Predictors of Favorable Outcome

  • Unilateral HS on MRI with concordant ictal EEG and semiology
  • Complete lesion resection (strongest predictor); FCD Type IIb histology
  • Absence of contralateral abnormalities or dual pathology

Surgical Options

  • ATL + amygdalohippocampectomy: standard for mTLE-HS; 60–70% Engel I at 1 year
  • SAH: spares neocortex; potentially better neuropsychological outcomes
  • LITT: MRI-guided laser ablation; 50–60% seizure-free; minimally invasive
  • RNS: closed-loop stimulation; 50–70% seizure reduction; option for bilateral TLE
💎 Board Pearl
  • mTLE seizure sequence: epigastric rising → behavioral arrest → oroalimentary automatisms → contralateral dystonic posturing — memorize this progression
  • Wicket spikes are a normal variant (arciform, no aftergoing slow wave) — do NOT treat as epileptiform
  • TIRDA has the same lateralizing value as interictal epileptiform discharges
  • FLE vs. PNES: stereotyped + <60s + from sleep + eyes open = FLE; variable + >2 min + eyes closed = PNES
  • FCD IIb = balloon cells + transmantle sign = best FCD surgical outcome (70–80% Engel I)
  • GATOR1 complex (DEPDC5, NPRL2, NPRL3) = most common familial focal epilepsy gene group
  • Failed temporal surgery → think insular epilepsy → needs SEEG with insular electrodes
Clinical Pearls
  • SMA seizure mimicking PNES: brief, bizarre motor events from sleep with preserved awareness and normal scalp EEG — the normal EEG does NOT exclude epilepsy with deep mesial frontal focus
  • Occipital epilepsy vs. migraine: brief (<3 min) + abrupt + multicolored = epilepsy; gradual (20–30 min) + zigzag/fortification = migraine — wrong diagnosis leads to wrong treatment for years
  • ERSET supports early surgery referral after failure of 2 ASMs — do not wait 20 years; delay worsens cognitive outcomes and quality of life

References

  1. Engel J Jr, McDermott MP, Wiebe S, et al.
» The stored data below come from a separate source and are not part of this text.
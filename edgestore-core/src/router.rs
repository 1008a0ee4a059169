//! The bucket registry.
//!
//! A router is built once at startup and then only read. Building validates
//! every bucket declaration so mistakes surface before the first request.

use std::collections::BTreeMap;
use std::fmt;
use std::sync::Arc;

use serde_json::{json, Map, Value};

use crate::bucket::{Bucket, DefinitionError};

pub struct EdgeStoreRouter<C> {
    buckets: Arc<BTreeMap<String, Bucket<C>>>,
}

impl<C> Clone for EdgeStoreRouter<C> {
    fn clone(&self) -> Self {
        Self {
            buckets: Arc::clone(&self.buckets),
        }
    }
}

impl<C> fmt::Debug for EdgeStoreRouter<C> {
    fn fmt(&self, f: &mut fmt::Formatter<'_>) -> fmt::Result {
        f.debug_map().entries(self.buckets.iter()).finish()
    }
}

impl<C> EdgeStoreRouter<C> {
    pub fn builder() -> RouterBuilder<C> {
        RouterBuilder::new()
    }

    pub fn bucket(&self, name: &str) -> Option<&Bucket<C>> {
        self.buckets.get(name)
    }

    pub fn bucket_names(&self) -> impl Iterator<Item = &str> {
        self.buckets.keys().map(String::as_str)
    }

    pub fn len(&self) -> usize {
        self.buckets.len()
    }

    pub fn is_empty(&self) -> bool {
        self.buckets.is_empty()
    }

    /// Function-free routing table, handed to the provider on `init`.
    pub fn to_json(&self) -> Value {
        let buckets: Map<String, Value> = self
            .buckets
            .iter()
            .map(|(name, bucket)| (name.clone(), bucket.to_json()))
            .collect();
        json!({ "buckets": buckets })
    }
}

pub struct RouterBuilder<C> {
    buckets: Vec<(String, Bucket<C>)>,
}

impl<C> Default for RouterBuilder<C> {
    fn default() -> Self {
        Self::new()
    }
}

impl<C> RouterBuilder<C> {
    pub fn new() -> Self {
        Self {
            buckets: Vec::new(),
        }
    }

    pub fn bucket(mut self, name: impl Into<String>, bucket: Bucket<C>) -> Self {
        self.buckets.push((name.into(), bucket));
        self
    }

    pub fn build(self) -> Result<EdgeStoreRouter<C>, DefinitionError> {
        let mut map = BTreeMap::new();
        for (name, bucket) in self.buckets {
            if name.trim().is_empty() {
                return Err(DefinitionError::EmptyBucketName);
            }
            bucket.validate(&name)?;
            if map.contains_key(&name) {
                return Err(DefinitionError::DuplicateBucket(name));
            }
            map.insert(name, bucket);
        }
        Ok(EdgeStoreRouter {
            buckets: Arc::new(map),
        })
    }
}
mod common;

use std::sync::Arc;
use std::time::Duration;

use common::{client, eventually, FakeApi, FakeTransport};
use edgestore_client::{UploadFile, UploadStatus, Uploader, UploaderConfig};
use parking_lot::Mutex;

fn file(name: &str, size: usize) -> UploadFile {
    UploadFile::new(name, "application/octet-stream", vec![7u8; size])
}

fn uploader(transport: &Arc<FakeTransport>, config: UploaderConfig) -> Uploader {
    let client = client(Arc::new(FakeApi::default()), Arc::clone(transport));
    Uploader::new(client.bucket("docs"), config)
}

#[tokio::test]
async fn auto_upload_runs_fifo_one_at_a_time() {
    let transport = Arc::new(FakeTransport {
        delay: Duration::from_millis(10),
        script: vec![0.5],
        ..Default::default()
    });
    let up = uploader(
        &transport,
        UploaderConfig::new().auto_upload().with_max_concurrent_uploads(1),
    );

    let keys = up.add_files(vec![file("a.bin", 1), file("b.bin", 2), file("c.bin", 3)]);
    assert_eq!(keys.len(), 3);
    up.wait_idle().await;

    assert_eq!(transport.started(), vec!["mem://1", "mem://2", "mem://3"]);
    assert_eq!(transport.max_in_flight(), 1);
    for state in up.files() {
        assert_eq!(state.status, UploadStatus::Complete);
        assert_eq!(state.progress, 100.0);
        assert!(state.url.is_some());
    }
}

#[tokio::test]
async fn in_flight_transfers_never_exceed_the_limit() {
    let transport = Arc::new(FakeTransport {
        delay: Duration::from_millis(15),
        script: vec![0.5],
        ..Default::default()
    });
    let up = uploader(&transport, UploaderConfig::new().with_max_concurrent_uploads(2));

    up.add_files((1..=6).map(|n| file(&format!("{n}.bin"), n)).collect());
    up.upload_files(None).await;

    assert_eq!(transport.started().len(), 6);
    assert_eq!(transport.max_in_flight(), 2);
    assert!(up.files().iter().all(|f| f.status == UploadStatus::Complete));
}

#[tokio::test(flavor = "multi_thread", worker_threads = 4)]
async fn racing_upload_calls_start_each_file_once() {
    let transport = Arc::new(FakeTransport {
        delay: Duration::from_millis(1),
        script: vec![0.5],
        ..Default::default()
    });
    let up = uploader(&transport, UploaderConfig::new().with_max_concurrent_uploads(8));
    up.add_files((1..=200).map(|n| file(&format!("{n}.bin"), n)).collect());

    let runs: Vec<_> = (0..4)
        .map(|_| {
            let up = up.clone();
            tokio::spawn(async move { up.upload_files(None).await })
        })
        .collect();
    for run in runs {
        run.await.unwrap();
    }

    let mut started = transport.started();
    assert_eq!(started.len(), 200);
    started.sort();
    started.dedup();
    assert_eq!(started.len(), 200);
    assert!(transport.max_in_flight() <= 8);
    assert!(up.files().iter().all(|f| f.status == UploadStatus::Complete));
}

#[tokio::test]
async fn upload_files_skips_what_auto_upload_already_started() {
    let transport = Arc::new(FakeTransport {
        delay: Duration::from_millis(2),
        script: vec![0.5],
        ..Default::default()
    });
    let up = uploader(&transport, UploaderConfig::new().auto_upload());
    up.add_files(vec![file("a.bin", 1), file("b.bin", 2)]);

    up.upload_files(None).await;
    up.wait_idle().await;

    assert_eq!(transport.started(), vec!["mem://1", "mem://2"]);
}

#[tokio::test]
async fn upload_files_only_picks_selected_pending_keys() {
    let transport = Arc::new(FakeTransport::default());
    let up = uploader(&transport, UploaderConfig::new());

    let keys = up.add_files(vec![file("a.bin", 1), file("b.bin", 2)]);
    up.upload_files(Some(&keys[1..])).await;

    assert_eq!(up.file(&keys[0]).unwrap().status, UploadStatus::Pending);
    assert_eq!(up.file(&keys[1]).unwrap().status, UploadStatus::Complete);
    assert_eq!(transport.started(), vec!["mem://2"]);
}

#[tokio::test]
async fn cancel_is_a_no_op_outside_uploading() {
    let transport = Arc::new(FakeTransport::default());
    let up = uploader(&transport, UploaderConfig::new());

    let keys = up.add_files(vec![file("a.bin", 4)]);
    let before = up.files();
    assert!(!up.cancel_upload(&keys[0]));
    assert_eq!(up.files(), before);

    up.upload_files(None).await;
    let done = up.files();
    assert_eq!(done[0].status, UploadStatus::Complete);
    assert!(!up.cancel_upload(&keys[0]));
    assert!(!up.cancel_upload(&keys[0]));
    assert_eq!(up.files(), done);
    assert!(!up.cancel_upload("unknown"));
}

#[tokio::test]
async fn cancelled_manual_upload_returns_to_pending() {
    let transport = Arc::new(FakeTransport {
        script: vec![0.25],
        block_until_cancel: true,
        ..Default::default()
    });
    let up = uploader(&transport, UploaderConfig::new());
    let keys = up.add_files(vec![file("a.bin", 100)]);

    let running = tokio::spawn({
        let up = up.clone();
        async move { up.upload_files(None).await }
    });
    eventually(|| up.file(&keys[0]).is_some_and(|f| f.progress == 25.0)).await;

    assert!(up.cancel_upload(&keys[0]));
    running.await.unwrap();

    let state = up.file(&keys[0]).unwrap();
    assert_eq!(state.status, UploadStatus::Pending);
    assert_eq!(state.progress, 0.0);
    assert!(state.error.is_none());
}

#[tokio::test]
async fn cancelled_auto_upload_is_removed() {
    let transport = Arc::new(FakeTransport {
        block_until_cancel: true,
        ..Default::default()
    });
    let up = uploader(&transport, UploaderConfig::new().auto_upload());
    let keys = up.add_files(vec![file("a.bin", 10)]);

    eventually(|| transport.started().len() == 1).await;
    assert!(up.cancel_upload(&keys[0]));
    up.wait_idle().await;

    assert!(up.files().is_empty());
}

#[tokio::test]
async fn queued_uploads_can_be_cancelled_without_blocking_the_queue() {
    let transport = Arc::new(FakeTransport {
        block_until_cancel: true,
        ..Default::default()
    });
    let up = uploader(&transport, UploaderConfig::new().with_max_concurrent_uploads(1));
    let keys = up.add_files(vec![file("a.bin", 1), file("b.bin", 2), file("c.bin", 3)]);

    let running = tokio::spawn({
        let up = up.clone();
        async move { up.upload_files(None).await }
    });
    eventually(|| transport.started().len() == 1).await;

    // b is UPLOADING but still waiting for a slot
    assert_eq!(up.file(&keys[1]).unwrap().status, UploadStatus::Uploading);
    assert!(up.cancel_upload(&keys[1]));
    eventually(|| up.file(&keys[1]).is_some_and(|f| f.status == UploadStatus::Pending)).await;

    assert!(up.cancel_upload(&keys[0]));
    eventually(|| transport.started().len() == 2).await;
    assert_eq!(transport.started()[1], "mem://3");

    assert!(up.cancel_upload(&keys[2]));
    running.await.unwrap();
    assert!(up.files().iter().all(|f| f.status == UploadStatus::Pending));
}

#[tokio::test]
async fn progress_is_monotonic_and_ends_at_100() {
    let transport = Arc::new(FakeTransport {
        delay: Duration::from_millis(5),
        script: vec![0.5, 0.25, 0.75],
        ..Default::default()
    });
    let raw = Arc::new(Mutex::new(Vec::new()));
    let client = client(Arc::new(FakeApi::default()), Arc::clone(&transport));
    let up = Uploader::builder(client.bucket("docs"))
        .on_progress({
            let raw = Arc::clone(&raw);
            move |_key, pct| raw.lock().push(pct)
        })
        .build();
    let keys = up.add_files(vec![file("a.bin", 1000)]);

    let mut rx = up.subscribe();
    let key = keys[0].clone();
    let observer = tokio::spawn(async move {
        let mut seen = Vec::new();
        while rx.changed().await.is_ok() {
            let state = rx.borrow_and_update().iter().find(|f| f.key == key).cloned();
            let Some(state) = state else { break };
            seen.push((state.status, state.progress));
            if state.status == UploadStatus::Complete {
                break;
            }
        }
        seen
    });

    up.upload_files(None).await;
    let seen = observer.await.unwrap();

    let uploading: Vec<f64> = seen
        .iter()
        .filter(|(s, _)| *s == UploadStatus::Uploading)
        .map(|(_, p)| *p)
        .collect();
    assert!(uploading.windows(2).all(|w| w[0] <= w[1]), "{uploading:?}");
    assert_eq!(seen.last(), Some(&(UploadStatus::Complete, 100.0)));

    // raw events are forwarded as reported, including the regression
    let raw = raw.lock().clone();
    assert_eq!(&raw[..3], &[50.0, 25.0, 75.0]);
    assert_eq!(raw.last(), Some(&100.0));
}

#[tokio::test]
async fn failures_become_error_state() {
    let transport = Arc::new(FakeTransport::default());
    let api = Arc::new(FakeApi {
        max_size: Some(4),
        ..Default::default()
    });
    let up = Uploader::new(client(api, Arc::clone(&transport)).bucket("docs"), UploaderConfig::new());
    let keys = up.add_files(vec![file("big.bin", 10)]);

    up.upload_files(None).await;

    let state = up.file(&keys[0]).unwrap();
    assert_eq!(state.status, UploadStatus::Error);
    assert_eq!(state.progress, 0.0);
    assert_eq!(state.error.as_deref(), Some("File size is too big. Max size is 4"));
    assert!(transport.started().is_empty());
}

#[tokio::test]
async fn remove_and_reset_are_local() {
    let transport = Arc::new(FakeTransport::default());
    let up = uploader(&transport, UploaderConfig::new());
    let keys = up.add_files(vec![file("a.bin", 1), file("b.bin", 1)]);

    up.remove_file(&keys[0]);
    assert_eq!(up.files().len(), 1);
    up.reset_files();
    assert!(up.files().is_empty());
    assert!(transport.started().is_empty());
}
Early surgical therapy for drug-resistant temporal lobe epilepsy: a randomized trial (ERSET). JAMA. 2012;307(9):922–930.
  2. Blümcke I, Thom M, Aronica E, et al. International consensus classification of hippocampal sclerosis in temporal lobe epilepsy. Epilepsia. 2013;54(7):1315–1329.
  3. Blümcke I, Thöm M, Aronica E, et al. The clinicopathologic spectrum of focal cortical dysplasias: a consensus classification (ILAE). Brain Pathol. 2011;21(1):1–11.
  4. Nascimento FA, Friedman D, Peters JM, et al. Focal epilepsies: update on diagnosis and classification. Epileptic Disord. 2023;25(1):1–17.
  5. Isnard J, Guenot M, Sindou M, Mauguiere F. Clinical manifestations of insular lobe seizures: a stereo-electroencephalographic study. Epilepsia. 2004;45(9):1079–1090.
  6. Jobst BC, Cascino GD. Resective epilepsy surgery for drug-resistant focal epilepsy: a review. JAMA. 2015;313(3):285–293.
  7. Wiebe S, Blume WT, Girvin JP, Eliasziw M. A randomized, controlled trial of surgery for temporal-lobe epilepsy. N Engl J Med. 2001;345(5):311–318.
  8. Gooley S, Crompton DE, Berkovic SF. ILAE genetic literacy series: familial focal epilepsy syndromes. Epileptic Disord. 2022;24(2):221–228.
  9. Riney K, Bogacz A, Somerville E, et al. ILAE classification and definition of epilepsy syndromes with onset at a variable age. Epilepsia. 2022;63(6):1443–1474.
  10. Beniczky S, Tatum WO, Blumenfeld H, et al. Seizure semiology: ILAE glossary of terms and their significance. Epileptic Disord. 2022;24(3):447–495.